The firestorm around Bill Belichick kissing his 30 year old daughter on the lips following the Patriots' Super Bowl win is absurd. And it shows how far we still have to go before a father's affection is the norm and not the exception.
My own father is 73 years old. He's a veteran of the United States Air Force. And he kisses me on the lips (we've crept more towards the cheek the last decade or so) each time he sees me. He's been doing that since before I can remember.
Weird? Sure many of you will think so. Matt Lauer's dad seems to do the same thing.
Now as a dad to five children (four girls and one boy) of my own, I do the same thing too.

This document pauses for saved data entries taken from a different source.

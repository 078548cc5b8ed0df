//! Shared fixtures for the integration tests

#![allow(dead_code)]

use fenceline::checkpoint::{CheckpointLedger, MemoryCheckpointStore};
use fenceline::config::WorkerConfig;
use fenceline::connector::{
    Item, Page, PageRequest, Retrieved, ScopedFailure, Source, SourceError, StageSpec,
};
use fenceline::coordination::MemoryCache;
use fenceline::crawler::{CrawlCheckpoint, CrawlObserver};
use fenceline::fence::FenceManager;
use fenceline::output::{DocumentSink, MemorySink};
use fenceline::queue::{SqliteTaskQueue, TaskQueue};
use fenceline::scheduler::RunScheduler;
use fenceline::state::{GenerationStatus, RunKey};
use fenceline::storage::{
    AttemptRecord, AttemptStore, SharedStorage, SourceDefinition, SourceRecord, SqliteStorage,
};
use fenceline::validator::RunValidator;
use fenceline::worker::IndexingWorker;
use fenceline::FencelineError;
use parking_lot::Mutex;
use std::collections::BTreeMap;
use std::sync::atomic::{AtomicUsize, Ordering};
use std::sync::Arc;
use std::time::Duration;

pub const QUEUE: &str = "connector_indexing";
pub const ROOT_STAGE: &str = "root";
pub const FOLDER_STAGE: &str = "folders";

/// Deterministic in-memory source
///
/// Stage `root` is a single container; stage `folders` is partitionable. Item `i`
/// of a container is modified at `i + 1` seconds after the epoch, so every
/// listing is strictly ordered and filters cleanly on a cursor.
pub struct FakeSource {
    root_items: usize,
    containers: BTreeMap<String, usize>,
    page_size: usize,
    /// Fail systemically once this many items have been served
    fail_after: AtomicUsize,
    served: AtomicUsize,
    first_fetches: Mutex<Vec<String>>,
}

impl FakeSource {
    pub fn new(root_items: usize, containers: &[(&str, usize)], page_size: usize) -> Self {
        Self {
            root_items,
            containers: containers
                .iter()
                .map(|(name, count)| (name.to_string(), *count))
                .collect(),
            page_size,
            fail_after: AtomicUsize::new(usize::MAX),
            served: AtomicUsize::new(0),
            first_fetches: Mutex::new(Vec::new()),
        }
    }

    /// `n` partitionable containers named `folder-00`.. with `per` items each
    pub fn folders(n: usize, per: usize) -> Self {
        let names: Vec<String> = (0..n).map(|i| format!("folder-{:02}", i)).collect();
        let containers: Vec<(&str, usize)> = names.iter().map(|name| (name.as_str(), per)).collect();
        Self::new(2, &containers, 4)
    }

    pub fn fail_after(&self, served: Option<usize>) {
        self.fail_after
            .store(served.unwrap_or(usize::MAX), Ordering::SeqCst);
        self.served.store(0, Ordering::SeqCst);
    }

    /// Containers in the order their listings were started from the first page
    pub fn first_fetches(&self) -> Vec<String> {
        self.first_fetches.lock().clone()
    }

    /// Every item id the source holds
    pub fn all_ids(&self) -> Vec<String> {
        let mut ids: Vec<String> = (0..self.root_items).map(|i| item_id(ROOT_STAGE, i)).collect();
        for (name, count) in &self.containers {
            ids.extend((0..*count).map(|i| item_id(name, i)));
        }
        ids.sort();
        ids
    }

    fn count_for(&self, stage: &str, container: &str) -> Option<usize> {
        if stage == ROOT_STAGE {
            Some(self.root_items)
        } else {
            self.containers.get(container).copied()
        }
    }
}

pub fn item_id(container: &str, index: usize) -> String {
    format!("{}/item-{:03}", container, index)
}

impl Source for FakeSource {
    fn name(&self) -> &str {
        "fake"
    }

    fn stages(&self) -> Vec<StageSpec> {
        vec![
            StageSpec::new(ROOT_STAGE, false),
            StageSpec::new(FOLDER_STAGE, true),
        ]
    }

    fn discover_containers(&self, stage: &StageSpec) -> Result<Vec<String>, SourceError> {
        if stage.name == FOLDER_STAGE {
            Ok(self.containers.keys().cloned().collect())
        } else {
            Ok(vec![stage.name.clone()])
        }
    }

    fn fetch_page(&self, request: &PageRequest<'_>) -> Result<Page, SourceError> {
        let count = self
            .count_for(request.stage, request.container)
            .ok_or_else(|| SourceError::Scoped {
                container: request.container.to_string(),
                message: "no such container".to_string(),
            })?;

        if request.page_token.is_none() {
            self.first_fetches.lock().push(request.container.to_string());
        }
        if self.served.load(Ordering::SeqCst) >= self.fail_after.load(Ordering::SeqCst) {
            return Err(SourceError::Systemic("credentials revoked".to_string()));
        }

        let visible: Vec<(usize, f64)> = (0..count)
            .map(|i| (i, (i + 1) as f64))
            .filter(|(_, modified)| request.since.map_or(true, |since| *modified >= since))
            .filter(|(_, modified)| request.window.contains(*modified))
            .collect();

        let offset: usize = request
            .page_token
            .and_then(|token| token.parse().ok())
            .unwrap_or(0);
        let end = (offset + self.page_size).min(visible.len());

        let entries: Vec<Retrieved> = visible[offset.min(end)..end]
            .iter()
            .map(|(i, modified)| {
                Retrieved::Item(Item {
                    id: item_id(request.container, *i),
                    modified: *modified,
                    title: format!("Item {} of {}", i, request.container),
                    link: None,
                    metadata: BTreeMap::new(),
                    content: Some(format!("body {}", i)),
                })
            })
            .collect();
        self.served.fetch_add(entries.len(), Ordering::SeqCst);

        Ok(Page {
            entries,
            next_page_token: (end < visible.len()).then(|| end.to_string()),
        })
    }
}

/// Lets one `FakeSource` be handed to the worker's source factory repeatedly
pub struct SharedSource(pub Arc<FakeSource>);

impl Source for SharedSource {
    fn name(&self) -> &str {
        self.0.name()
    }

    fn stages(&self) -> Vec<StageSpec> {
        self.0.stages()
    }

    fn discover_containers(&self, stage: &StageSpec) -> Result<Vec<String>, SourceError> {
        self.0.discover_containers(stage)
    }

    fn fetch_page(&self, request: &PageRequest<'_>) -> Result<Page, SourceError> {
        self.0.fetch_page(request)
    }
}

/// Observer that keeps everything in memory
#[derive(Default)]
pub struct Recorder {
    /// `stage:<name>` and item ids, in delivery order
    pub log: Vec<String>,
    pub items: Vec<Item>,
    pub failures: Vec<ScopedFailure>,
    pub persisted: Option<CrawlCheckpoint>,
    pub persists: usize,
    /// Ask to stop once this many items were delivered
    pub stop_after: Option<usize>,
    /// Fail the item after this many were delivered
    pub crash_after: Option<usize>,
}

impl Recorder {
    pub fn ids(&self) -> Vec<String> {
        self.items.iter().map(|item| item.id.clone()).collect()
    }
}

impl CrawlObserver for Recorder {
    fn on_stage(&mut self, stage: &StageSpec) -> fenceline::Result<()> {
        self.log.push(format!("stage:{}", stage.name));
        Ok(())
    }

    fn on_item(&mut self, item: Item) -> fenceline::Result<()> {
        if self.crash_after == Some(self.items.len()) {
            return Err(FencelineError::Aborted("simulated crash".to_string()));
        }
        self.log.push(item.id.clone());
        self.items.push(item);
        Ok(())
    }

    fn on_failure(&mut self, failure: &ScopedFailure) -> fenceline::Result<()> {
        self.failures.push(failure.clone());
        Ok(())
    }

    fn persist(&mut self, checkpoint: &CrawlCheckpoint) -> fenceline::Result<()> {
        self.persisted = Some(checkpoint.clone());
        self.persists += 1;
        Ok(())
    }

    fn should_stop(&mut self) -> fenceline::Result<bool> {
        Ok(self.stop_after.is_some_and(|n| self.items.len() >= n))
    }
}

pub fn source_definition(name: &str, connector: &str, root: &str) -> SourceDefinition {
    SourceDefinition {
        name: name.to_string(),
        connector_id: connector.to_string(),
        credential_id: "test".to_string(),
        root: root.to_string(),
        refresh_freq_secs: None,
        paused: false,
    }
}

pub fn worker_config() -> WorkerConfig {
    WorkerConfig {
        max_crawl_workers: 3,
        checkpoint_every: 10,
        fence_wait_timeout_secs: 2,
        ..WorkerConfig::default()
    }
}

/// One source and one present generation over in-memory collaborators
pub struct Harness {
    pub storage: SharedStorage,
    pub cache: Arc<MemoryCache>,
    pub fences: FenceManager,
    pub queue: Arc<SqliteTaskQueue>,
    pub store: Arc<MemoryCheckpointStore>,
    pub ledger: Arc<CheckpointLedger>,
    pub key: RunKey,
}

impl Harness {
    pub fn new() -> Self {
        Self::build(Duration::from_secs(60), 1024 * 1024)
    }

    pub fn build(liveness_ttl: Duration, checkpoint_limit: usize) -> Self {
        let mut db = SqliteStorage::new_in_memory().unwrap();
        let source_id = db
            .upsert_source(&source_definition("fake", "fake", "/nowhere"))
            .unwrap();
        db.upsert_generation(1, GenerationStatus::Present).unwrap();

        let storage: SharedStorage = Arc::new(Mutex::new(db));
        let cache = Arc::new(MemoryCache::new());
        let fences = FenceManager::new(cache.clone(), liveness_ttl);
        let store = Arc::new(MemoryCheckpointStore::new());
        let ledger = Arc::new(CheckpointLedger::new(
            store.clone(),
            storage.clone(),
            checkpoint_limit,
        ));

        Self {
            storage,
            cache,
            fences,
            queue: Arc::new(SqliteTaskQueue::open_in_memory().unwrap()),
            store,
            ledger,
            key: RunKey::new(source_id, 1),
        }
    }

    pub fn source(&self) -> SourceRecord {
        self.storage.lock().get_source(self.key.source_id).unwrap()
    }

    pub fn attempt(&self, attempt_id: i64) -> AttemptRecord {
        self.storage.lock().get_attempt(attempt_id).unwrap()
    }

    pub fn scheduler(&self) -> RunScheduler {
        let queue: Arc<dyn TaskQueue> = self.queue.clone();
        RunScheduler::new(self.storage.clone(), self.fences.clone(), queue)
    }

    pub fn validator(&self) -> RunValidator {
        let queue: Arc<dyn TaskQueue> = self.queue.clone();
        RunValidator::new(
            self.storage.clone(),
            self.fences.clone(),
            queue,
            QUEUE,
            Duration::from_secs(30),
        )
    }

    pub fn worker(&self, source: &Arc<FakeSource>, sink: &MemorySink) -> IndexingWorker {
        let source = source.clone();
        let sink = sink.clone();
        IndexingWorker::new(
            self.storage.clone(),
            self.fences.clone(),
            self.ledger.clone(),
            worker_config(),
            5,
        )
        .with_source_factory(Arc::new(move |_: &SourceRecord| {
            Ok(Box::new(SharedSource(source.clone())) as Box<dyn Source>)
        }))
        .with_sink_factory(Arc::new(move |_: &SourceRecord, _: RunKey| {
            Ok(Box::new(sink.clone()) as Box<dyn DocumentSink>)
        }))
    }
}

/// Asserts that `ids` holds no id twice
pub fn assert_unique(ids: &[String]) {
    let mut sorted = ids.to_vec();
    sorted.sort();
    sorted.dedup();
    assert_eq!(sorted.len(), ids.len(), "duplicate ids delivered");
}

Are we so critical of men showing love and affection that when a father kisses his daughter, it's national news?! The answer, apparently, is yes.
The backlash and outrage porn that Belichick's kiss stirred up makes me hope that another stirring will happen too. One that shows more dads showing affection to their children. Of course the assumption has to be that this affection is appropriate. But to hide behind that assumption is weak, lame even. And as The Good Men Project's own Mark Greene has explained, it has a hugely adverse impact on all men:
In American culture, we believe that men can never be entirely trusted in the realm of the physical. We collectively suspect that, given the opportunity, men will collapse into the sexual at a moment's notice. That men don't know how to physically connect otherwise. That men can't control themselves. That men are dogs . . . And where does this leave men? Physically and emotionally isolated.
What if instead of criticizing this kiss, we celebrated it?
Having worked in the NFL for 5 years, I know firsthand what those coaches put themselves through, let alone their families. The hours. The travel. The film study. The pressure. Sure, the money and fame they receive are great, but don't think for a minute that it doesn't come with a price. Most often that price comes at the expense of the family.
Perhaps the story line should be that this 30 year old woman still loves her dad enough to celebrate with him after one of the biggest nights of his career?
Or perhaps it should be that Belichick loves his daughter enough to kiss her in front of the world? I'm sure he couldn't care less about this firestorm, my guess is he was grateful to share that moment with his daughter.
In an NFL season that brought us hurtful and destructive physical touch from big names like Adrian Peterson and Ray Rice, can't be take this moment to break the age-old stereotype that dads should be tough, gritty, hard, disengaged?
A coach that's known for his lack of emotion in press conferences actually showed some amazing motion to his daughter, and we criticize it?
The tide is turning though. Men are realizing how critical it is to be involved with their kids, especially their daughters. Dads are becoming emotionally present, not just physically present. Dads are hugging, kissing and holding hands. Dads are laying on hard floors in dark rooms to keep their kids from being scared while they fall asleep.
Shouldn't we celebrate this instead of punishing it?
In a game that gave us the terrific message to celebrate throwing #LikeaGirl, perhaps what we need next is to celebrate kissing #LikeaDad
Thanks for the kiss Coach. Dads like us are grateful for your example.